What this task involves >> The answer is every line of the records that holds the word "TrackingAllocator", copied in full.

Supplied entries >>
+--

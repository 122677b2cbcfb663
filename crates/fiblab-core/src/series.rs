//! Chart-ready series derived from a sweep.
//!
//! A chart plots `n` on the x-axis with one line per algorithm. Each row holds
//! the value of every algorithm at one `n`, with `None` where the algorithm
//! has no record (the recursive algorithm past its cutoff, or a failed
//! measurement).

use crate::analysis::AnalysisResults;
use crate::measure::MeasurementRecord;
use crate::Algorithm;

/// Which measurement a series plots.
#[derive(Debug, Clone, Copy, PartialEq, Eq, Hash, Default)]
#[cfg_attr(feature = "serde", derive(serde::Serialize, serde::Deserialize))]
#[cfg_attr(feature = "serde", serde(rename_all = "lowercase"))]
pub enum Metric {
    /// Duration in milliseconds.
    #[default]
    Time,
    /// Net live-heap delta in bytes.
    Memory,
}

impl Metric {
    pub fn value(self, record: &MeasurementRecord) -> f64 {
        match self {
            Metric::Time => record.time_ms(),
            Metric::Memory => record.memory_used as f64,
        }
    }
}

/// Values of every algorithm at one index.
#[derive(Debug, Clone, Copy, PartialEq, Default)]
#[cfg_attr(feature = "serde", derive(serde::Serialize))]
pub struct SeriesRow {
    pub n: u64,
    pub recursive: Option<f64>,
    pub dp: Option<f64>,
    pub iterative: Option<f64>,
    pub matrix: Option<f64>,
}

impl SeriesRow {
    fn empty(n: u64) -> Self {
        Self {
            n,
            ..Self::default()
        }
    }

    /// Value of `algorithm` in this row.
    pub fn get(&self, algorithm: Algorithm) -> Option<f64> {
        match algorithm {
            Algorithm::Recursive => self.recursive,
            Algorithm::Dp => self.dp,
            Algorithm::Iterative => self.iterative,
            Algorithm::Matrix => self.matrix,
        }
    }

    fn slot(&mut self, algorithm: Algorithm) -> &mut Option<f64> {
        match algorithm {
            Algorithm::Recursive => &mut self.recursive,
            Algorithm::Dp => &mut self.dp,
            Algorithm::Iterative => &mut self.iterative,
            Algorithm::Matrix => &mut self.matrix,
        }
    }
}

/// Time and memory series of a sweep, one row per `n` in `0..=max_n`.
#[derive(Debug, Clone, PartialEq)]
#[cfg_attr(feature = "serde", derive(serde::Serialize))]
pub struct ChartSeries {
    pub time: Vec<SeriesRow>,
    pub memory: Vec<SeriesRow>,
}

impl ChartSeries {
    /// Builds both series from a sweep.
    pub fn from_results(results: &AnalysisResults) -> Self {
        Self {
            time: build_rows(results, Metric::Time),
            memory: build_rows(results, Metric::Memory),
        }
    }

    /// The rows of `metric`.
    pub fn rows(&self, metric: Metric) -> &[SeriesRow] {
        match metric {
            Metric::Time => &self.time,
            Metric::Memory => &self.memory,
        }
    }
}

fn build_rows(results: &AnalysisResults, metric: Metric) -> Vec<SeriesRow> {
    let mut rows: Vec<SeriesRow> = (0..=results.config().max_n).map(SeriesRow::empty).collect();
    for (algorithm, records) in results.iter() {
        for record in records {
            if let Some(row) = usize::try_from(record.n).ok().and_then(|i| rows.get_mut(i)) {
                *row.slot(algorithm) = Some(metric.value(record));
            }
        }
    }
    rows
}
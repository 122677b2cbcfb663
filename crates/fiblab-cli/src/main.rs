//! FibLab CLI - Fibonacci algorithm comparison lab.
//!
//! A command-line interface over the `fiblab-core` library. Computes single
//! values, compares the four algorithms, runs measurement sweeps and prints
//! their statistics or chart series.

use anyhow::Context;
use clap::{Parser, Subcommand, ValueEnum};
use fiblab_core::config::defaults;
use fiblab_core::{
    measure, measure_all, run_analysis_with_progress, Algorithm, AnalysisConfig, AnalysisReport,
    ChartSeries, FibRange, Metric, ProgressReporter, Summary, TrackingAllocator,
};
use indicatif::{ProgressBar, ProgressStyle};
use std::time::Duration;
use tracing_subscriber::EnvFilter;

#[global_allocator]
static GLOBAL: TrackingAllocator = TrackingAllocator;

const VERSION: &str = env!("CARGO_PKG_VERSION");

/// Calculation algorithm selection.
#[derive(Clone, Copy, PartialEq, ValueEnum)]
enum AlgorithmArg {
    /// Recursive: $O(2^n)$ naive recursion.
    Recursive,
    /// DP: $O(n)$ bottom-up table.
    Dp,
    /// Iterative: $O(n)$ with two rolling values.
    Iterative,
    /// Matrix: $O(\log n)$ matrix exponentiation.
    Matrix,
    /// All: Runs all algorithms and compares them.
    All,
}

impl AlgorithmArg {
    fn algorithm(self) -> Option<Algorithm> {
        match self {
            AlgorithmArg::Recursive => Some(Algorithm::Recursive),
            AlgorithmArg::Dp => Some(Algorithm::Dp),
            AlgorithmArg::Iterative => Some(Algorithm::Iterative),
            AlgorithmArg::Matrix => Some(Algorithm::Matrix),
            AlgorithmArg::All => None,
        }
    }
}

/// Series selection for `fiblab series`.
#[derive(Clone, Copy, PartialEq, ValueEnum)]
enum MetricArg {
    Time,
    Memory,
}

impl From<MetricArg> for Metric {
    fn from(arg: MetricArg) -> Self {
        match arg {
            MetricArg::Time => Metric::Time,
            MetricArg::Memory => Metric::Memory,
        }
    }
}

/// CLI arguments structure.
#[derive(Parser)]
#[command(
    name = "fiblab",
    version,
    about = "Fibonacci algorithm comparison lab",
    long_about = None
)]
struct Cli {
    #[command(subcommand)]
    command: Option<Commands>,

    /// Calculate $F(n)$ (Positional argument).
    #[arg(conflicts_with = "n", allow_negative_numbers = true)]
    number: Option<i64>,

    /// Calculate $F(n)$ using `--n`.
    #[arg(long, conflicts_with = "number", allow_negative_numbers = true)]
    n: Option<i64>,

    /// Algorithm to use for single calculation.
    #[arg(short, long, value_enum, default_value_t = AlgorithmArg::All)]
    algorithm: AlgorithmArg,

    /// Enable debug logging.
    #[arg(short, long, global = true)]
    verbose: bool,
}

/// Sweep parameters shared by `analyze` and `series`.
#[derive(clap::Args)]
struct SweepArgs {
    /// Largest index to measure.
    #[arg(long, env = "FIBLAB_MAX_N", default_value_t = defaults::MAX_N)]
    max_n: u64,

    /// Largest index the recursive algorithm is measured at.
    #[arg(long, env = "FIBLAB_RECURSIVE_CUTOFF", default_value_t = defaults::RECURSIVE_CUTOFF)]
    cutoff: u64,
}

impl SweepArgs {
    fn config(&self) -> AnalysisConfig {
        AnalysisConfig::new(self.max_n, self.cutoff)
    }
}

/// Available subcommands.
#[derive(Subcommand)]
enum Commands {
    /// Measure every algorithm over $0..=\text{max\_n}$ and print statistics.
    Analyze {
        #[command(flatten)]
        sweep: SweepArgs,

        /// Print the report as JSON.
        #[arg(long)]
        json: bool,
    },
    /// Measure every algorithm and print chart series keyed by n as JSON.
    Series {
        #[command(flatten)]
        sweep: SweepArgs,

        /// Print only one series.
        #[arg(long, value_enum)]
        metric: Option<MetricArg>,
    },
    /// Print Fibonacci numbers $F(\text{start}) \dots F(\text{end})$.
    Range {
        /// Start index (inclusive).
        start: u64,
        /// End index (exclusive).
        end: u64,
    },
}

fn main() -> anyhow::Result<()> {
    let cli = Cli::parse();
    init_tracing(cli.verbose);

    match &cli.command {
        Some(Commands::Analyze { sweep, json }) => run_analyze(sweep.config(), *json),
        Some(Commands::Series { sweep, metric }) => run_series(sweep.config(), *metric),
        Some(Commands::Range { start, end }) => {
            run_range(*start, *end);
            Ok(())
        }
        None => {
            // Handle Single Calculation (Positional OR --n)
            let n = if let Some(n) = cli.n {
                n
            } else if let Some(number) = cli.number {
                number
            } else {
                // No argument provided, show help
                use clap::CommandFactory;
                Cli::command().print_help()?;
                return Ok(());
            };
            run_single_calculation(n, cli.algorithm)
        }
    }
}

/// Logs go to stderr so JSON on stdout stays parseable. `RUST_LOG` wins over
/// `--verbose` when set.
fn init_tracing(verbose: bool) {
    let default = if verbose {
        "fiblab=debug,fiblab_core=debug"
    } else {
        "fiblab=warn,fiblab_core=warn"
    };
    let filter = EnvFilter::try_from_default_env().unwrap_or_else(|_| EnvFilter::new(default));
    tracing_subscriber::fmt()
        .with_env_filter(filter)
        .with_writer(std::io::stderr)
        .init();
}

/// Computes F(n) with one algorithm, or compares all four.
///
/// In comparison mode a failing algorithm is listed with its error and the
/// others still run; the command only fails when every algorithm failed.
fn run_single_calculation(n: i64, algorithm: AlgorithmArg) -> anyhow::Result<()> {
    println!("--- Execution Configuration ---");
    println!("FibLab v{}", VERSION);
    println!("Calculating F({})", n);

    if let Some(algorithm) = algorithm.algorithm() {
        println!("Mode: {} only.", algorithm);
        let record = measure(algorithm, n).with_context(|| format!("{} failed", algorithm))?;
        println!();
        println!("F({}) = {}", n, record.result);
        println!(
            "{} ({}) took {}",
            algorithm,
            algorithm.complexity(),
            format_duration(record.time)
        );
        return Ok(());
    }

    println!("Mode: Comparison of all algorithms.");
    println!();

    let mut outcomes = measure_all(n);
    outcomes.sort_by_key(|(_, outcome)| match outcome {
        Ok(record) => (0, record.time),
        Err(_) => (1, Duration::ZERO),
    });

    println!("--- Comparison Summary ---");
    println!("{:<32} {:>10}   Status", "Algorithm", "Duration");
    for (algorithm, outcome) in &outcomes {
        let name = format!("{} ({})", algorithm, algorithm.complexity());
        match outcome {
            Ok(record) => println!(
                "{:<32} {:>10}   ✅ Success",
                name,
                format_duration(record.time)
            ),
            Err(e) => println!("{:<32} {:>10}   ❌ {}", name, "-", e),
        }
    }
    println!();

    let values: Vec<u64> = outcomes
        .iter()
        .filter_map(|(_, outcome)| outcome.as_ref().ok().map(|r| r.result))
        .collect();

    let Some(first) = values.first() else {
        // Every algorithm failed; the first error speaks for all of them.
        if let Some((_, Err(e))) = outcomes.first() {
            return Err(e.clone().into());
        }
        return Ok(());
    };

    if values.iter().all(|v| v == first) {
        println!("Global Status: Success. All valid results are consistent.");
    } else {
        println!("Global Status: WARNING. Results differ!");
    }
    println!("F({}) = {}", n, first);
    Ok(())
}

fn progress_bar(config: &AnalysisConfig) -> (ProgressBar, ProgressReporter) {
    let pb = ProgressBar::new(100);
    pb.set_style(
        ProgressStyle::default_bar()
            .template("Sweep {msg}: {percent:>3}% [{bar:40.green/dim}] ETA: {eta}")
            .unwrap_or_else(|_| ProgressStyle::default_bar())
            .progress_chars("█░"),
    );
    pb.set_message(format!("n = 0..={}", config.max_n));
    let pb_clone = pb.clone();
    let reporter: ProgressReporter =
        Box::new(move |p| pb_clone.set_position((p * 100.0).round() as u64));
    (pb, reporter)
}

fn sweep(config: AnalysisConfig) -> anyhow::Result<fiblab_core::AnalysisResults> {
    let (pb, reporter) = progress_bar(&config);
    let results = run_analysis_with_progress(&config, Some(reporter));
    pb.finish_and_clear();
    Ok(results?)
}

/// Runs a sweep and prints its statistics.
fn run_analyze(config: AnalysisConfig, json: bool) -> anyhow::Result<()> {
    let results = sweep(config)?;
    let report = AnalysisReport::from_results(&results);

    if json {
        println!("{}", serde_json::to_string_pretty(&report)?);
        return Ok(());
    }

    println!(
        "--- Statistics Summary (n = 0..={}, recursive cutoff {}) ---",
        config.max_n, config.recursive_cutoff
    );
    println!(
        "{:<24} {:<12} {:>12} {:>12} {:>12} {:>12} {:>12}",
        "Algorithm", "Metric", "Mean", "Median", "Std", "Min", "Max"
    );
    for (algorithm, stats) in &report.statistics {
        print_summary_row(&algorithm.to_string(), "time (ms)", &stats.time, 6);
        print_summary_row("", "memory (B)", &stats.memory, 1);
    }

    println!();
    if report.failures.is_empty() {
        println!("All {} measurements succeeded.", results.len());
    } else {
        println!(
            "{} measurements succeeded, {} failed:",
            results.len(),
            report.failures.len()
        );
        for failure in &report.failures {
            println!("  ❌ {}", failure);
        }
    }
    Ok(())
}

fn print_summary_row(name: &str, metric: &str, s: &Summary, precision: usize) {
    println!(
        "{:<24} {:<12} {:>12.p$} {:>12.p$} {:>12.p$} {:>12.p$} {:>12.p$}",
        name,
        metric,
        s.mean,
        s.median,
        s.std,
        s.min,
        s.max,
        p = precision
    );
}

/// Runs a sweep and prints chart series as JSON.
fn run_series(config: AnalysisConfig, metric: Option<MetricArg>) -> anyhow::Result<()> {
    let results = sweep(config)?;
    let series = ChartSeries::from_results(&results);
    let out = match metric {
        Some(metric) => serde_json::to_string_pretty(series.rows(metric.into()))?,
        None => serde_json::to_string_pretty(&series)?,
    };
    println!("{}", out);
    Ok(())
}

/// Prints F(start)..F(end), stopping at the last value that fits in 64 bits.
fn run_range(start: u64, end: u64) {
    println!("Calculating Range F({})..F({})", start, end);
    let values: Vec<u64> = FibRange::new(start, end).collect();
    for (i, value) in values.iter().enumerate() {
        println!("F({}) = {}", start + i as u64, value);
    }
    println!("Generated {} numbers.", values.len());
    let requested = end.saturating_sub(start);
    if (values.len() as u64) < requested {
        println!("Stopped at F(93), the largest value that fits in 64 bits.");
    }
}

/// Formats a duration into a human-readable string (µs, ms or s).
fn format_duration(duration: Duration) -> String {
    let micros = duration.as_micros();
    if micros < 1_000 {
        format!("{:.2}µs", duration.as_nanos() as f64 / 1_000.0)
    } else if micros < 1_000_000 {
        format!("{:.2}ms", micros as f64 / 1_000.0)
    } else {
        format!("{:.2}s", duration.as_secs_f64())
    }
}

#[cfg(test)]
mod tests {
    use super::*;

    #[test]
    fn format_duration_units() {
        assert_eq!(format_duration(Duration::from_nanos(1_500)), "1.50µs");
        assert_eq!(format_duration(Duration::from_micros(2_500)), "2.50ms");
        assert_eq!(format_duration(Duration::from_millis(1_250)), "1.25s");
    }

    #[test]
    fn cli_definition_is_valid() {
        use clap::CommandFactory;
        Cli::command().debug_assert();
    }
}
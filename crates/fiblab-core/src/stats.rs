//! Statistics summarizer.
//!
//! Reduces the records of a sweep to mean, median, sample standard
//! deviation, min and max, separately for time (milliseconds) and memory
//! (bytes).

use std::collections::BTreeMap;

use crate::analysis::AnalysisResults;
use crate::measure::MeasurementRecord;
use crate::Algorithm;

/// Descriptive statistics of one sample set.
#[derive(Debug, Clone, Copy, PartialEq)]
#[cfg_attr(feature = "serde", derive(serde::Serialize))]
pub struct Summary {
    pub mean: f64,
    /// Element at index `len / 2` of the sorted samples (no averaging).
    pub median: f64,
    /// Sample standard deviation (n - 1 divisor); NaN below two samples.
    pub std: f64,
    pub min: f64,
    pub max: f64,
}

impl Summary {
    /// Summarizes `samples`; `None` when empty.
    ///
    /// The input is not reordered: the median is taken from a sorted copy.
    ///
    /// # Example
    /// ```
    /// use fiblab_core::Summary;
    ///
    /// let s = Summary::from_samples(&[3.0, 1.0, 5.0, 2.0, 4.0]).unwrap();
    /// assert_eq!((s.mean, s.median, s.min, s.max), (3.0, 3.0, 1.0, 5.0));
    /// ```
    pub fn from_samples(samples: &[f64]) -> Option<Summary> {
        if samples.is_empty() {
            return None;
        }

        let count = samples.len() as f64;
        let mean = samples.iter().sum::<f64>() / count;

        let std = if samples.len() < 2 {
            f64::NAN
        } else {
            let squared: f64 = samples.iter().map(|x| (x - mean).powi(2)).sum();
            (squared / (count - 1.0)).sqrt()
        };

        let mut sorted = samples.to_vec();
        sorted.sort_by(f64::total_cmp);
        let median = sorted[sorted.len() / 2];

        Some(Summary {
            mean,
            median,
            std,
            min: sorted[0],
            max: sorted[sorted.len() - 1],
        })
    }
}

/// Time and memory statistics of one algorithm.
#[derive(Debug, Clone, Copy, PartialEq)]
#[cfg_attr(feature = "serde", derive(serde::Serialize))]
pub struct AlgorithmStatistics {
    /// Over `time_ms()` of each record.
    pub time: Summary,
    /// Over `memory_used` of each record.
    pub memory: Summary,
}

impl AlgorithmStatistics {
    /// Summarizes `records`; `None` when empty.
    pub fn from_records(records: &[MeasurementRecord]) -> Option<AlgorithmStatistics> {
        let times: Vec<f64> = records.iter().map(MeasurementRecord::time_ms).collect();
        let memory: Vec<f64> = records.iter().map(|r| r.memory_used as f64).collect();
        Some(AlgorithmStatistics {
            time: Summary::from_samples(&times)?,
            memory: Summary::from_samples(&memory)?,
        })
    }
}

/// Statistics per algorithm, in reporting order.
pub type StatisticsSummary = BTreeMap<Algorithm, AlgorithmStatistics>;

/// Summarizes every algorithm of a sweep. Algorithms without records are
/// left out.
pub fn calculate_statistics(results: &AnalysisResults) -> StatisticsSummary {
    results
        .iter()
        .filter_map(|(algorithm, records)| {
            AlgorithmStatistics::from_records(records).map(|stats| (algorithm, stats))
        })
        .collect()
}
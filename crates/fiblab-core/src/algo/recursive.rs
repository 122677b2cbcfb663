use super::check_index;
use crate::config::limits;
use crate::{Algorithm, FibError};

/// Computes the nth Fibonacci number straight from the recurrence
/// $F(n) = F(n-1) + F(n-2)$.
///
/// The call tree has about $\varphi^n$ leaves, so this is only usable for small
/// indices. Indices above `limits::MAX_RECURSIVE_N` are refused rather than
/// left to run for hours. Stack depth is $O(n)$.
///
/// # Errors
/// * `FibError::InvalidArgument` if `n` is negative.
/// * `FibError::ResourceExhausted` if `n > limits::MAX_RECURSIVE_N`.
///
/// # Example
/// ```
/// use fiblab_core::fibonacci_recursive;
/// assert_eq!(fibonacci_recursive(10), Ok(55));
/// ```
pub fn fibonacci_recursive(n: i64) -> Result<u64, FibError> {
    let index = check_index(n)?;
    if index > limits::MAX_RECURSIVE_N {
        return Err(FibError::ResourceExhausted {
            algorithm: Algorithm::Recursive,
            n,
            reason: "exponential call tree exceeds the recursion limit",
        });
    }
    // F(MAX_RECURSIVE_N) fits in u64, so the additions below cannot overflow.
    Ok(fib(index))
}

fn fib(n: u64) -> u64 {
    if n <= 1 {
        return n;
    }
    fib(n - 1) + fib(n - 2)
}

+--

Problem solution >>
    ChartSeries, FibRange, Metric, ProgressReporter, Summary, TrackingAllocator,
static GLOBAL: TrackingAllocator = TrackingAllocator;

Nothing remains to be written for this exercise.